━━━ LISTED RECORDS ━━━
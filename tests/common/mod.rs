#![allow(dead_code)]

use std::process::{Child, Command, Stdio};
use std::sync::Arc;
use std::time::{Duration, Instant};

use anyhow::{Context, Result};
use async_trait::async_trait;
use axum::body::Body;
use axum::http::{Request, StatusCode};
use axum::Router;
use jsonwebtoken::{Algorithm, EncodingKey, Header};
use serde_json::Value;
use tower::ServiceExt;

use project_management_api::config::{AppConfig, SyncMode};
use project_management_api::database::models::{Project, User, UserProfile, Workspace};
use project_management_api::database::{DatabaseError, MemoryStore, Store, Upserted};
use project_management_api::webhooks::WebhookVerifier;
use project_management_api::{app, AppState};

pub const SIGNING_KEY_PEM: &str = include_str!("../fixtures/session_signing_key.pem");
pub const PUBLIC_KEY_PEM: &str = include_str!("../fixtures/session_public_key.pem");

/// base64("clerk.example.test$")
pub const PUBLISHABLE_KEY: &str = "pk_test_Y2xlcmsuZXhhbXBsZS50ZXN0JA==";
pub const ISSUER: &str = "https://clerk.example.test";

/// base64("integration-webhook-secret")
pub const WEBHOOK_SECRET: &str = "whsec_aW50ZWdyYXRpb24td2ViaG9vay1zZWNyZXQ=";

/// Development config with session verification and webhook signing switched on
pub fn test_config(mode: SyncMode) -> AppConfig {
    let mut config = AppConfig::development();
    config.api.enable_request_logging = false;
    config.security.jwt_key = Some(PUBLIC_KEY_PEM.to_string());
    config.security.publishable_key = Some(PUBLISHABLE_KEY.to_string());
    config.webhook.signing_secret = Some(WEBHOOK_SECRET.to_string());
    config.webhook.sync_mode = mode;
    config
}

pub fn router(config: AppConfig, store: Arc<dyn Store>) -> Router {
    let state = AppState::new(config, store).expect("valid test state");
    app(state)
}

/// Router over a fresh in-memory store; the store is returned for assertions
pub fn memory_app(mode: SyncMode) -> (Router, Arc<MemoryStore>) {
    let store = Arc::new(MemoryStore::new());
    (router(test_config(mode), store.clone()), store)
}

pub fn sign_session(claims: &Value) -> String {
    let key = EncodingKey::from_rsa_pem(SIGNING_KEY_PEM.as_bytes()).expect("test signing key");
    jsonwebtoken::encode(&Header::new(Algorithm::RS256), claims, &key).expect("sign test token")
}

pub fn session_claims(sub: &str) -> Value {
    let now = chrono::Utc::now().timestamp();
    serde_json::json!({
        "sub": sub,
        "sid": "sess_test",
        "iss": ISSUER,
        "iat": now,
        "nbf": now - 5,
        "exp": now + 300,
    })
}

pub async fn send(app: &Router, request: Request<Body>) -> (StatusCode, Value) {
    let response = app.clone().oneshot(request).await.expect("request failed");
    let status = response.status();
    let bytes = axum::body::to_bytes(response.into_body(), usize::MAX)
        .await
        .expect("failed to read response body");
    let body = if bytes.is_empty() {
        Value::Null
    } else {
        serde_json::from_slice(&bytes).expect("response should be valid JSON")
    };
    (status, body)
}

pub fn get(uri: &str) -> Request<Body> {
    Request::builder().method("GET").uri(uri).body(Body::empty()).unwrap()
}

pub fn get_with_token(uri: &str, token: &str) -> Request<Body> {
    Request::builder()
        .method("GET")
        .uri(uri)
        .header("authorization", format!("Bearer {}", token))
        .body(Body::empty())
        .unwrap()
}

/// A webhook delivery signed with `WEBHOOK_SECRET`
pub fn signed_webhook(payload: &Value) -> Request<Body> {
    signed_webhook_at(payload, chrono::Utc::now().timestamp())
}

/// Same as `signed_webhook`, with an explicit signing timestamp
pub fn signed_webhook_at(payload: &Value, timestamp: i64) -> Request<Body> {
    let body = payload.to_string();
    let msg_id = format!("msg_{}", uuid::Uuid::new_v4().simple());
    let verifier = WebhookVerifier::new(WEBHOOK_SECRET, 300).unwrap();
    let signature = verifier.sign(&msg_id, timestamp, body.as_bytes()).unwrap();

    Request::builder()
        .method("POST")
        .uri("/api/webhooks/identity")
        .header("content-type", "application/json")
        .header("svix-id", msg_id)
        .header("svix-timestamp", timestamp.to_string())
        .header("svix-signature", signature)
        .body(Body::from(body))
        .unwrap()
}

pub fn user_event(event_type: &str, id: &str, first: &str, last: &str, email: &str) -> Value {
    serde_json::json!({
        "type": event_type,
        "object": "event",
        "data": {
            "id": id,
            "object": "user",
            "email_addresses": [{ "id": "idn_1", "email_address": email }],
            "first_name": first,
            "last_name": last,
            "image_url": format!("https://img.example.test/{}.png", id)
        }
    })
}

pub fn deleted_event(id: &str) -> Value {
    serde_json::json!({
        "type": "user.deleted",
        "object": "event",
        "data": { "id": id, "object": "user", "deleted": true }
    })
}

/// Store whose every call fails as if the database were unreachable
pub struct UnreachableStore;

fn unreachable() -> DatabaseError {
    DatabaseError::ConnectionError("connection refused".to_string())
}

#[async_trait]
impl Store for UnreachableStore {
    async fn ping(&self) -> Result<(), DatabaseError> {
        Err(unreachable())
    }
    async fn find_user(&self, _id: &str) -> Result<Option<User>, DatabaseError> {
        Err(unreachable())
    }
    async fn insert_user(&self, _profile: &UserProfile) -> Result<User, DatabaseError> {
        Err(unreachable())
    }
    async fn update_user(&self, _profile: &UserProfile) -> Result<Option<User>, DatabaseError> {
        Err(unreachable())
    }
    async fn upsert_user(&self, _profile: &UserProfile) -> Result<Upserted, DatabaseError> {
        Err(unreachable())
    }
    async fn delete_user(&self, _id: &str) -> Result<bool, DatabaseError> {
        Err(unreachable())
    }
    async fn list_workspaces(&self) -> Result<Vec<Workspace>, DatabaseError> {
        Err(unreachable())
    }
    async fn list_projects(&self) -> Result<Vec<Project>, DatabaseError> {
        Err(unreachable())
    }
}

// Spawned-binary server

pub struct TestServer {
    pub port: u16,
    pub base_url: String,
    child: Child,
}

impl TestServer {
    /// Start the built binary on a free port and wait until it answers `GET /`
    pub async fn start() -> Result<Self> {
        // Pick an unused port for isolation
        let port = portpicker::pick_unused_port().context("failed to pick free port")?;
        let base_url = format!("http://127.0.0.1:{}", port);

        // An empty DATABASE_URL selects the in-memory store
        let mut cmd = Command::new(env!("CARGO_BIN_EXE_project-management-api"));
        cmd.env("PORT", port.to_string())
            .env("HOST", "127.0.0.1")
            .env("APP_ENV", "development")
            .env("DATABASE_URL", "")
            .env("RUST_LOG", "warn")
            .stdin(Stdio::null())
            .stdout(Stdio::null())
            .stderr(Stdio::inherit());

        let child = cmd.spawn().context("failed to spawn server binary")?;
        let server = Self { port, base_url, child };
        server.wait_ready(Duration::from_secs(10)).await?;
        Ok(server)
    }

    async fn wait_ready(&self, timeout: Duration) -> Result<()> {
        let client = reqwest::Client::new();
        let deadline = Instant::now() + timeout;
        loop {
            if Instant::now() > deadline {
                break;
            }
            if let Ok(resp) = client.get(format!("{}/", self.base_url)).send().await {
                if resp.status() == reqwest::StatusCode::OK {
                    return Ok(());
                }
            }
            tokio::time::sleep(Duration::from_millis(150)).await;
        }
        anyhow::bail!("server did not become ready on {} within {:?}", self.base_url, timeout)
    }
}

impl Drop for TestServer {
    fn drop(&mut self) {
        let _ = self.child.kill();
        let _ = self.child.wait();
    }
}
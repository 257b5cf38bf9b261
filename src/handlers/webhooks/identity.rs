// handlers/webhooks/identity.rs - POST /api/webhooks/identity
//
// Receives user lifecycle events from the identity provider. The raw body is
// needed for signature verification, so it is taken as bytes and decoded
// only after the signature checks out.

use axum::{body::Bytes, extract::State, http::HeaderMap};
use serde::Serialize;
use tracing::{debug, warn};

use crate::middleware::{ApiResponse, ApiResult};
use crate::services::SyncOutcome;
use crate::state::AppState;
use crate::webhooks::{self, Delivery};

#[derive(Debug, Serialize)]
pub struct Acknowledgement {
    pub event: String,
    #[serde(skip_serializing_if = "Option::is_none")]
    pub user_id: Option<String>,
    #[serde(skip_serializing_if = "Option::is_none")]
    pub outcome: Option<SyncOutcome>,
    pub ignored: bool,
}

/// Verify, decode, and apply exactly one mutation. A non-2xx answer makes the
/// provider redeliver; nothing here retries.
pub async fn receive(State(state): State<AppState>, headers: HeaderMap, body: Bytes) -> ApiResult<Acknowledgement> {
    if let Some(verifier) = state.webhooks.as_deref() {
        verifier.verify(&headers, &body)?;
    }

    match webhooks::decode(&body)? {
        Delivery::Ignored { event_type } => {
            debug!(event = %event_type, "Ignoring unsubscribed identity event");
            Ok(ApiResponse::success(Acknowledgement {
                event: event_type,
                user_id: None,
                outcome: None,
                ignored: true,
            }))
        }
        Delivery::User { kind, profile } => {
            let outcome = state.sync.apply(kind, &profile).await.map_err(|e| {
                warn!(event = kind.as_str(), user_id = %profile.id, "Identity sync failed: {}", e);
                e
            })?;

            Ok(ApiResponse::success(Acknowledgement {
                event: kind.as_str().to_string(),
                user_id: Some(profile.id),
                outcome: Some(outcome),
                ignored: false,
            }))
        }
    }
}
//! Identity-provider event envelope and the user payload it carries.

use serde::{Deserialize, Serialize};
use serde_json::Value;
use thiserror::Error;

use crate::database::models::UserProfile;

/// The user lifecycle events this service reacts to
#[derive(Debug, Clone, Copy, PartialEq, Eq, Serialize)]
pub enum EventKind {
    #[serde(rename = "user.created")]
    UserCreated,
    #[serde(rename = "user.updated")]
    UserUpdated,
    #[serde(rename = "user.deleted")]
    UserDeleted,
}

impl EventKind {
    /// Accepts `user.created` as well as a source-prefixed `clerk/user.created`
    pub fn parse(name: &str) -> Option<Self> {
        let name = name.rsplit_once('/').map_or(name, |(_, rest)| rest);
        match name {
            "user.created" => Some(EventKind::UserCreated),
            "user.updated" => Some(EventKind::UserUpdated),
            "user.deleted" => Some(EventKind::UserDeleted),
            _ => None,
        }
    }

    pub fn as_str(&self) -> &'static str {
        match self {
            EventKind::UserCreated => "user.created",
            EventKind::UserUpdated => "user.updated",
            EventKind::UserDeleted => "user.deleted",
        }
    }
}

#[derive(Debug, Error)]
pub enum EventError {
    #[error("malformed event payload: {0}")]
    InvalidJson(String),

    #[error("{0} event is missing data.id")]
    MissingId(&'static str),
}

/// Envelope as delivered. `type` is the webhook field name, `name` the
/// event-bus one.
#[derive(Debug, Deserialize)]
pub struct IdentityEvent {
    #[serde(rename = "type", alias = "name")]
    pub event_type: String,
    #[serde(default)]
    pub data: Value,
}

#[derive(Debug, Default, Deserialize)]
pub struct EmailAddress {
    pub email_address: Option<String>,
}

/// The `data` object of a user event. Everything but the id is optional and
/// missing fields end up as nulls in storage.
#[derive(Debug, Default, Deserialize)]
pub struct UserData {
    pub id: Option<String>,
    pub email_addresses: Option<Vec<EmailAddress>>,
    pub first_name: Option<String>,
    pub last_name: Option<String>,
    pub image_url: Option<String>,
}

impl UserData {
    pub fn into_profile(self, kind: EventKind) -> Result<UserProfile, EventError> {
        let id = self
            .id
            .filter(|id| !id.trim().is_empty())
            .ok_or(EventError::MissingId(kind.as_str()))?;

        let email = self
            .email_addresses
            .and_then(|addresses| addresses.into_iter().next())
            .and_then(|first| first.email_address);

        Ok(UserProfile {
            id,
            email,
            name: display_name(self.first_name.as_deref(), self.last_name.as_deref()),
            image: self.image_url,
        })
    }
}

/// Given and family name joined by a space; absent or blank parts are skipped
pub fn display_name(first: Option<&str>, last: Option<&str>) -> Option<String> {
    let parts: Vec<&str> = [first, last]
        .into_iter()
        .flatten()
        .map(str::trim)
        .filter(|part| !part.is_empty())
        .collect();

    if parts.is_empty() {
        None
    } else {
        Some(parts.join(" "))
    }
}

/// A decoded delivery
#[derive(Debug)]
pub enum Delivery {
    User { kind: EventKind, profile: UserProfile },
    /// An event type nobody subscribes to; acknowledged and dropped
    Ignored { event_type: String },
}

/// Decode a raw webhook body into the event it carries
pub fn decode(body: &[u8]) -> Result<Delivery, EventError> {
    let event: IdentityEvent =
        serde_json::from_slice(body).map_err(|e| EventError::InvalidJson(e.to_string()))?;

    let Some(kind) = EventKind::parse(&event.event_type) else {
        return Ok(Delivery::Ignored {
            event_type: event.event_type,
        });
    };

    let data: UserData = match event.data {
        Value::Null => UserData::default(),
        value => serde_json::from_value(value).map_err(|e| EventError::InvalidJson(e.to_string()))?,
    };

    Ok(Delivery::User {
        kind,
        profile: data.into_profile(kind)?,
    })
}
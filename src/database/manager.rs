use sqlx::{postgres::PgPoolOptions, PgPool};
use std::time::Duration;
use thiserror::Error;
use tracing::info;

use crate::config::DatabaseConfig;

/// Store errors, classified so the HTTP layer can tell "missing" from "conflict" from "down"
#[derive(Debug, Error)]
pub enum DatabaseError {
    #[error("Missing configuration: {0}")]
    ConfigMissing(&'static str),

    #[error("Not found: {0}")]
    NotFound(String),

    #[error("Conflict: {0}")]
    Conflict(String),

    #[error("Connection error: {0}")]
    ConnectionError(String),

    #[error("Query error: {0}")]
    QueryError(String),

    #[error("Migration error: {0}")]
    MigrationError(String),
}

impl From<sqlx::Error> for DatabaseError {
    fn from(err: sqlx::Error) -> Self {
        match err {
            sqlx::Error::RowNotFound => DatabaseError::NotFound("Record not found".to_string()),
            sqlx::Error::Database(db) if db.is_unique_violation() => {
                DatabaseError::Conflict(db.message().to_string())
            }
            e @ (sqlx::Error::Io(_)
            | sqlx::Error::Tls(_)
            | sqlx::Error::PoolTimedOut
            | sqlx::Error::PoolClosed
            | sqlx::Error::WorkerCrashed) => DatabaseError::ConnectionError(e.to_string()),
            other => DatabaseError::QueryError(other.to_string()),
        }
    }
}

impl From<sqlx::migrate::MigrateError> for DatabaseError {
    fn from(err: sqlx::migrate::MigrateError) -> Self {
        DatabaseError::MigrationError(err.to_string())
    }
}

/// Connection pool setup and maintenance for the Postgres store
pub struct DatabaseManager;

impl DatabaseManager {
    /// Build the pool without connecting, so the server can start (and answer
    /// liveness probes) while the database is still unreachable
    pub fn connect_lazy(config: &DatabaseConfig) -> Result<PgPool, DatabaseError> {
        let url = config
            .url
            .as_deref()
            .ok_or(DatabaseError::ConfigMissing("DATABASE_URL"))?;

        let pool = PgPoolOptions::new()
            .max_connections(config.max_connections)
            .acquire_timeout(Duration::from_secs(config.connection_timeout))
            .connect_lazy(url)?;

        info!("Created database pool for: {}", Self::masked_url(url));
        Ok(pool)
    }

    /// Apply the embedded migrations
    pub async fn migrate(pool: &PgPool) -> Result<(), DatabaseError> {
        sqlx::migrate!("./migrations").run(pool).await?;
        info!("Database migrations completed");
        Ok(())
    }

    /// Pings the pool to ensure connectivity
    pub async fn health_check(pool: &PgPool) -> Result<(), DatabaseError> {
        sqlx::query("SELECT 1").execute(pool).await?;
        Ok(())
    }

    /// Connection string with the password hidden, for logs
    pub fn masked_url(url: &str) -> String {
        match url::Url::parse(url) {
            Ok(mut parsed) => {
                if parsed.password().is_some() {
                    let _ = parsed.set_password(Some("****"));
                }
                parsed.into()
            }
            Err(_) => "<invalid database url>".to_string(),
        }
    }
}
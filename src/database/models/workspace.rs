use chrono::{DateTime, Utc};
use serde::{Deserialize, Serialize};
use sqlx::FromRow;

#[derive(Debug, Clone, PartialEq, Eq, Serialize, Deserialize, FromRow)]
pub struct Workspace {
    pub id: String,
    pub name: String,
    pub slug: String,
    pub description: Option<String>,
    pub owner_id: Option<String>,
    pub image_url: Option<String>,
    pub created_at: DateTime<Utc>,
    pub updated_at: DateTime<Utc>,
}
━━━
EXERCISE INSTRUCTIONS: All lines above that include the word "port" should be located and copied.

WRITTEN REPLY:
    pub port: u16,
    /// Start the built binary on a free port and wait until it answers `GET /`
        // Pick an unused port for isolation
        let port = portpicker::pick_unused_port().context("failed to pick free port")?;
        let base_url = format!("http://127.0.0.1:{}", port);
        cmd.env("PORT", port.to_string())
        let server = Self { port, base_url, child };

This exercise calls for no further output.